Exercise instructions:
Scan the data below for the string "Result". Show every line where it turns up.

┄┄┄┄┄┄┄┄┄┄┄┄┄┄┄┄┄┄┄┄

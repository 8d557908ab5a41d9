//! Block records: construction by proof-of-work, wire serialization, genesis.

use std::sync::atomic::AtomicBool;
use std::time::{SystemTime, UNIX_EPOCH};

use crate::codec::{CodecError, Reader, Writer};
use crate::constants;
use crate::merkle::{MerkleError, MerkleTree};
use crate::pow::ProofOfWork;
use crate::transaction::Transaction;
use crate::{Hash, ZERO_HASH};

/// Errors from block construction and decoding.
#[derive(Clone, Debug, thiserror::Error)]
pub enum BlockError {
    #[error(transparent)]
    Merkle(#[from] MerkleError),
    #[error(transparent)]
    Codec(#[from] CodecError),
    #[error("mining interrupted before a valid nonce was found")]
    Interrupted,
}

/// One sealed block of the chain.
#[derive(Clone, Debug, PartialEq, Eq)]
pub struct Block {
    /// Seal time, seconds since the Unix epoch.
    pub timestamp: i64,
    /// First transaction is always a coinbase.
    pub transactions: Vec<Transaction>,
    pub prev_hash: Hash,
    pub hash: Hash,
    pub nonce: i32,
    pub bits: i32,
}

fn now_unix() -> i64 {
    SystemTime::now()
        .duration_since(UNIX_EPOCH)
        .map(|d| d.as_secs() as i64)
        .unwrap_or(0)
}

impl Block {
    /// Assemble and seal a block: stamp the current time, then search for a
    /// nonce that meets the difficulty. The abort flag is polled between
    /// nonce batches so shutdown can interrupt the search.
    pub fn mine(
        transactions: Vec<Transaction>,
        prev_hash: Hash,
        bits: i32,
        abort: &AtomicBool,
    ) -> Result<Block, BlockError> {
        let mut block = Block {
            timestamp: now_unix(),
            transactions,
            prev_hash,
            hash: ZERO_HASH,
            nonce: 0,
            bits,
        };

        let (nonce, hash) = {
            let pow = ProofOfWork::new(&block)?;
            pow.run(abort).ok_or(BlockError::Interrupted)?
        };
        block.nonce = nonce;
        block.hash = hash;
        Ok(block)
    }

    /// The genesis block: a single coinbase, all-zero predecessor, initial
    /// difficulty.
    pub fn genesis(coinbase: Transaction, abort: &AtomicBool) -> Result<Block, BlockError> {
        Self::mine(vec![coinbase], ZERO_HASH, constants::INITIAL_BITS, abort)
    }

    /// Merkle root over the block's transactions.
    pub fn merkle_root(&self) -> Result<Hash, MerkleError> {
        Ok(MerkleTree::new(&self.transactions)?.root())
    }

    /// Whether the stored hash matches the recomputed header hash.
    pub fn verify_hash(&self) -> bool {
        match ProofOfWork::new(self) {
            Ok(pow) => pow.header_hash() == self.hash,
            Err(_) => false,
        }
    }

    pub fn serialize(&self) -> Vec<u8> {
        let mut w = Writer::new();
        w.put_i64(self.timestamp);
        w.put_u32(self.transactions.len() as u32);
        for tx in &self.transactions {
            let tx_bytes = tx.serialize();
            w.put_bytes(&tx_bytes);
        }
        w.put_raw(&self.prev_hash);
        w.put_raw(&self.hash);
        w.put_i32(self.nonce);
        w.put_i32(self.bits);
        w.into_bytes()
    }

    pub fn deserialize(data: &[u8]) -> Result<Block, CodecError> {
        let mut r = Reader::new(data);

        let timestamp = r.i64()?;
        let tx_count = r.u32()?;
        let mut transactions = Vec::with_capacity(tx_count.min(1024) as usize);
        for _ in 0..tx_count {
            let tx_bytes = r.bytes()?;
            transactions.push(Transaction::deserialize(&tx_bytes)?);
        }
        let prev_hash = r.hash()?;
        let hash = r.hash()?;
        let nonce = r.i32()?;
        let bits = r.i32()?;
        r.finish()?;

        Ok(Block {
            timestamp,
            transactions,
            prev_hash,
            hash,
            nonce,
            bits,
        })
    }
}

#[cfg(test)]
mod tests {
    use super::*;
    use crate::crypto::{address_from_pubkey, Keypair};
    use crate::pow::no_abort;

    fn coinbase() -> Transaction {
        let kp = Keypair::generate();
        let addr = address_from_pubkey(kp.public_key());
        Transaction::new_coinbase(&addr, "", 0).unwrap()
    }

    #[test]
    fn mine_links_and_hashes() {
        let prev = [3u8; 32];
        let block = Block::mine(vec![coinbase()], prev, 8, no_abort()).unwrap();
        assert_eq!(block.prev_hash, prev);
        assert_eq!(block.bits, 8);
        assert!(block.verify_hash());
    }

    #[test]
    fn genesis_has_zero_prev() {
        let block = Block::genesis(coinbase(), no_abort()).unwrap();
        assert_eq!(block.prev_hash, ZERO_HASH);
        assert_eq!(block.bits, constants::INITIAL_BITS);
        assert_eq!(block.transactions.len(), 1);
        assert!(block.transactions[0].is_coinbase());
    }

    #[test]
    fn serialize_roundtrip() {
        let block = Block::mine(vec![coinbase(), coinbase()], [1u8; 32], 8, no_abort()).unwrap();
        let decoded = Block::deserialize(&block.serialize()).unwrap();
        assert_eq!(decoded, block);
    }

    #[test]
    fn truncated_block_rejected() {
        let block = Block::mine(vec![coinbase()], [1u8; 32], 8, no_abort()).unwrap();
        let bytes = block.serialize();
        assert!(Block::deserialize(&bytes[..bytes.len() - 3]).is_err());
    }

    #[test]
    fn tampered_hash_detected() {
        let mut block = Block::mine(vec![coinbase()], [1u8; 32], 8, no_abort()).unwrap();
        block.hash[0] ^= 0xFF;
        assert!(!block.verify_hash());
    }
}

┄┄┄┄┄┄┄┄┄┄┄┄┄┄┄┄┄┄┄┄

Exercise response:
    ) -> Result<Block, BlockError> {
    pub fn genesis(coinbase: Transaction, abort: &AtomicBool) -> Result<Block, BlockError> {
    pub fn merkle_root(&self) -> Result<Hash, MerkleError> {
    pub fn deserialize(data: &[u8]) -> Result<Block, CodecError> {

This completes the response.